In the few years preceding the revival of 1831, Charles Finney’s converts dissolved those arrangements. And as many recent studies have pointed out, that dissolution posed immense problems of work discipline and social order. In the experience of the master, however, it was worse than that. For when a master broke with home-centered relations of production he abdicated his authority as head of a household and as moral governor of society, and thus lost contact with a crucial part of his own identity. Given the money he made and the trouble he caused others, we need not sympathize too much. But if we are to render his turn to religion intelligible, we must understand that he experienced disobedience and disorder as religious problems—problems that had to do not only with safe streets and the efficient production of flour and shoes but with the “rightness” of new relations of production.
It was a dilemma that had no earthly solution. Rochester masters assumed the responsibility to govern wage earners. But at the same time they severed the relationships through which they had always dominated those men. Resistance in the workshops, the failure of the temperance crusade, and the results of elections in the 1820s dramatized what had become an everyday fact of life: workmen no longer listened when proprietors spoke. The authority of Rochester’s ruling groups fell away, leaving them with new economic imperatives, old moral responsibilities, and no familiar and legitimate means of carrying them out. Attempts by a minority to reassert control through coercive means failed and, in the course of failing, split the elite and rendered concerted action impossible. It was the moral dilemma of free labor and the political impasse that it created that prepared the ground for Charles Finney.6
The revival of 1831 healed divisions within the middle class and turned businessmen and masters into an active and united missionary army. Governing their actions in the 1830s was the new and reassuring knowledge that authoritarian controls were not necessary. For Finney had told them that man is not innately corrupt but only corruptible. There was no need to hold employees or anyone else in relations of direct dependence. Such relations, in fact, prevented underlings from discovering the infinite potential for good that was in each of them. Thus they inhibited individual conversion and blocked the millennium. From 1831 onward, middle-class religion in Rochester aimed not at the government of a sinful mankind but at the conversion of sinners and the perfection of the world.

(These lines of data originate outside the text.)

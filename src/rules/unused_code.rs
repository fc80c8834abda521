// Unused-declaration rule

use super::{CodeQuality, EvaluationResult, ImpactLevel, QualityAttribute, Rule, RuleDescriptor};
use crate::analysis::{is_unused, ReferenceClassifier};
use crate::parser::ParsedUnit;
use crate::semantic::{SemanticProvider, SymbolKind, Workspace};
use miette::Result;
use std::future::Future;
use tracing::trace;
use tree_sitter::Node;

/// Flags declarations whose symbol has no genuine usage anywhere
///
/// One instance per declaration target; `UnusedCodeRule::new(SymbolKind::Variable)`
/// reports as "Unused Variable", and so on for functions, classes, fields,
/// and methods.
pub struct UnusedCodeRule {
    target: SymbolKind,
}

impl UnusedCodeRule {
    pub fn new(target: SymbolKind) -> Self {
        Self { target }
    }

    /// One rule instance for every declaration target
    pub fn all() -> Vec<Self> {
        [
            SymbolKind::Variable,
            SymbolKind::Function,
            SymbolKind::Class,
            SymbolKind::Field,
            SymbolKind::Method,
        ]
        .into_iter()
        .map(Self::new)
        .collect()
    }

    pub fn target(&self) -> SymbolKind {
        self.target
    }
}

impl Rule for UnusedCodeRule {
    fn descriptor(&self) -> RuleDescriptor {
        RuleDescriptor {
            title: format!("Unused {}", self.target.title_case()),
            suggestion: "Remove unused code.",
            impact: ImpactLevel::Member,
            quality: CodeQuality::NeedsCleanup,
            attribute: QualityAttribute::CodeQuality,
        }
    }

    fn applies_to(&self, node: Node<'_>) -> bool {
        match self.target {
            SymbolKind::Variable => {
                matches!(node.kind(), "lexical_declaration" | "variable_declaration")
            }
            SymbolKind::Function => node.kind() == "function_declaration",
            SymbolKind::Class => node.kind() == "class_declaration",
            SymbolKind::Field => {
                matches!(node.kind(), "field_definition" | "public_field_definition")
            }
            SymbolKind::Method => node.kind() == "method_definition",
        }
    }

    fn evaluate<'a, P: SemanticProvider>(
        &'a self,
        node: Node<'a>,
        unit: &'a ParsedUnit,
        provider: &'a P,
        workspace: &'a Workspace,
    ) -> impl Future<Output = Result<Option<EvaluationResult>>> + Send + 'a {
        async move {
            // No declared symbol means the rule does not apply, not an error.
            let Some(symbol) = provider.declared_symbol(unit, node) else {
                return Ok(None);
            };

            let referenced = provider.find_references(&symbol, workspace).await?;
            let classifier = ReferenceClassifier::new(workspace);
            if !is_unused(&classifier, &referenced) {
                return Ok(None);
            }

            trace!("Unused {}: {}", symbol.kind.as_str(), symbol.name);
            let position = node.start_position();
            Ok(Some(EvaluationResult {
                snippet: unit.text(node).to_owned(),
                symbol_name: symbol.name,
                span: unit.span_of(node),
                line: position.row + 1,
                column: position.column + 1,
            }))
        }
    }
}
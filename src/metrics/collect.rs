// Metric calculation over a parsed workspace

use super::{
    AccessModifierKind, MemberMetric, MemberMetricKind, TypeCoupling, TypeMetric, TypeMetricKind,
};
use crate::parser::ParsedUnit;
use crate::semantic::Workspace;
use std::collections::{HashMap, HashSet};
use tracing::debug;
use tree_sitter::Node;

const TYPE_KINDS: &[&str] = &[
    "class_declaration",
    "abstract_class_declaration",
    "interface_declaration",
    "enum_declaration",
];

const BRANCH_KINDS: &[&str] = &[
    "if_statement",
    "for_statement",
    "for_in_statement",
    "while_statement",
    "do_statement",
    "switch_case",
    "catch_clause",
    "ternary_expression",
];

/// Compute type metrics for every type declared in the workspace
pub fn collect(workspace: &Workspace) -> Vec<TypeMetric> {
    let mut declarations: Vec<(&ParsedUnit, Node<'_>, String, TypeMetricKind)> = Vec::new();
    for unit in workspace.units() {
        let mut nodes = Vec::new();
        collect_kinds(unit.root(), TYPE_KINDS, &mut nodes);
        for node in nodes {
            let Some(name_node) = node.child_by_field_name("name") else {
                continue;
            };
            declarations.push((unit, node, unit.text(name_node).to_owned(), kind_of(node)));
        }
    }

    // Type name -> declaring module, for coupling identity and inheritance.
    let modules: HashMap<&str, String> = declarations
        .iter()
        .map(|(unit, _, name, _)| (name.as_str(), unit.path.display().to_string()))
        .collect();
    let parents: HashMap<&str, Option<String>> = declarations
        .iter()
        .map(|(unit, node, name, _)| (name.as_str(), parent_type_name(unit, *node)))
        .collect();

    let metrics = declarations
        .iter()
        .map(|(unit, node, name, kind)| {
            let couplings = couplings_of(unit, *node, name, &modules);
            TypeMetric::new(
                name.clone(),
                access_of(*node),
                *kind,
                inheritance_depth(name, &parents),
                line_count(*node),
                members_of(unit, *node),
                couplings,
            )
        })
        .collect::<Vec<_>>();

    debug!("Computed metrics for {} types", metrics.len());
    metrics
}

fn kind_of(node: Node<'_>) -> TypeMetricKind {
    match node.kind() {
        "interface_declaration" => TypeMetricKind::Interface,
        "enum_declaration" => TypeMetricKind::Enum,
        _ => TypeMetricKind::Class,
    }
}

fn access_of(node: Node<'_>) -> AccessModifierKind {
    let mut current = node;
    while let Some(parent) = current.parent() {
        if parent.kind() == "export_statement" {
            return AccessModifierKind::Public;
        }
        current = parent;
    }
    AccessModifierKind::Private
}

fn line_count(node: Node<'_>) -> usize {
    node.end_position().row - node.start_position().row + 1
}

/// Name of the extended base class, if any
fn parent_type_name(unit: &ParsedUnit, node: Node<'_>) -> Option<String> {
    let mut heritage = Vec::new();
    collect_kinds(node, &["class_heritage", "extends_clause"], &mut heritage);
    let clause = heritage.first()?;
    let mut names = Vec::new();
    collect_kinds(*clause, &["identifier", "type_identifier"], &mut names);
    names.first().map(|n| unit.text(*n).to_owned())
}

/// Hops along the extends chain; an unresolvable base counts one hop
fn inheritance_depth(name: &str, parents: &HashMap<&str, Option<String>>) -> u32 {
    let mut depth = 0;
    let mut visited: HashSet<String> = HashSet::from([name.to_owned()]);
    let mut current = name.to_owned();
    while let Some(Some(parent)) = parents.get(current.as_str()) {
        depth += 1;
        if !visited.insert(parent.clone()) {
            break;
        }
        if !parents.contains_key(parent.as_str()) {
            break;
        }
        current = parent.clone();
    }
    depth
}

fn members_of(unit: &ParsedUnit, node: Node<'_>) -> Vec<MemberMetric> {
    let Some(body) = node.child_by_field_name("body") else {
        return Vec::new();
    };
    let mut members = Vec::new();
    let mut cursor = body.walk();
    for child in body.named_children(&mut cursor) {
        let (kind, name_field) = match child.kind() {
            "method_definition" => (method_kind(child), "name"),
            "field_definition" | "public_field_definition" => (MemberMetricKind::Field, "property"),
            _ => continue,
        };
        let Some(name_node) = child.child_by_field_name(name_field) else {
            continue;
        };
        members.push(MemberMetric {
            name: unit.text(name_node).to_owned(),
            kind,
            lines_of_code: line_count(child),
            cyclomatic_complexity: complexity_of(child),
        });
    }
    members
}

fn method_kind(node: Node<'_>) -> MemberMetricKind {
    let mut cursor = node.walk();
    let is_accessor = node
        .children(&mut cursor)
        .any(|c| matches!(c.kind(), "get" | "set"));
    if is_accessor {
        MemberMetricKind::Accessor
    } else {
        MemberMetricKind::Method
    }
}

/// 1 plus the number of branching constructs in the member body
fn complexity_of(node: Node<'_>) -> usize {
    let mut branches = Vec::new();
    collect_kinds(node, BRANCH_KINDS, &mut branches);
    1 + branches.len()
}

fn couplings_of(
    unit: &ParsedUnit,
    node: Node<'_>,
    own_name: &str,
    modules: &HashMap<&str, String>,
) -> Vec<TypeCoupling> {
    let mut names = Vec::new();
    collect_kinds(node, &["identifier", "type_identifier"], &mut names);
    names
        .into_iter()
        .map(|n| unit.text(n))
        .filter(|text| *text != own_name)
        .filter_map(|text| {
            modules
                .get(text)
                .map(|module| TypeCoupling::new(text, module.clone()))
        })
        .collect()
}

fn collect_kinds<'t>(node: Node<'t>, kinds: &[&str], out: &mut Vec<Node<'t>>) {
    if kinds.contains(&node.kind()) {
        out.push(node);
    }
    let mut cursor = node.walk();
    for child in node.children(&mut cursor) {
        collect_kinds(child, kinds, out);
    }
}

The missions were a grand success: hundreds of wage earners joined middle-class churches in the 1830s. This pious enclave within the working class provided masters with more than willing workers and votes for Whig repression. Sober, hardworking, and obedient, they won the friendship and patronage of the middle class, and a startling number of them seized opportunities to become masters themselves. These men demonstrated that paternalistic controls could indeed be replaced by piety and voluntary self-restraint: free labor could generate a well-regulated, orderly, just, and happy society. The only thing needed was more revivals of religion. Workmen who continued to drink and carouse and stay away from church were no longer considered errant children; they were free moral agents who had chosen to oppose the Coming Kingdom. They could be hired when they were needed, fired without a qualm when they were not.
Thus a nascent industrial capitalism became attached to visions of a perfect moral order based on individual freedom and self-government, and old relations of dependence, servility, and mutuality were defined as sinful and left behind. The revival was not a capitalist plot. But it certainly was a crucial step in the legitimation of free labor.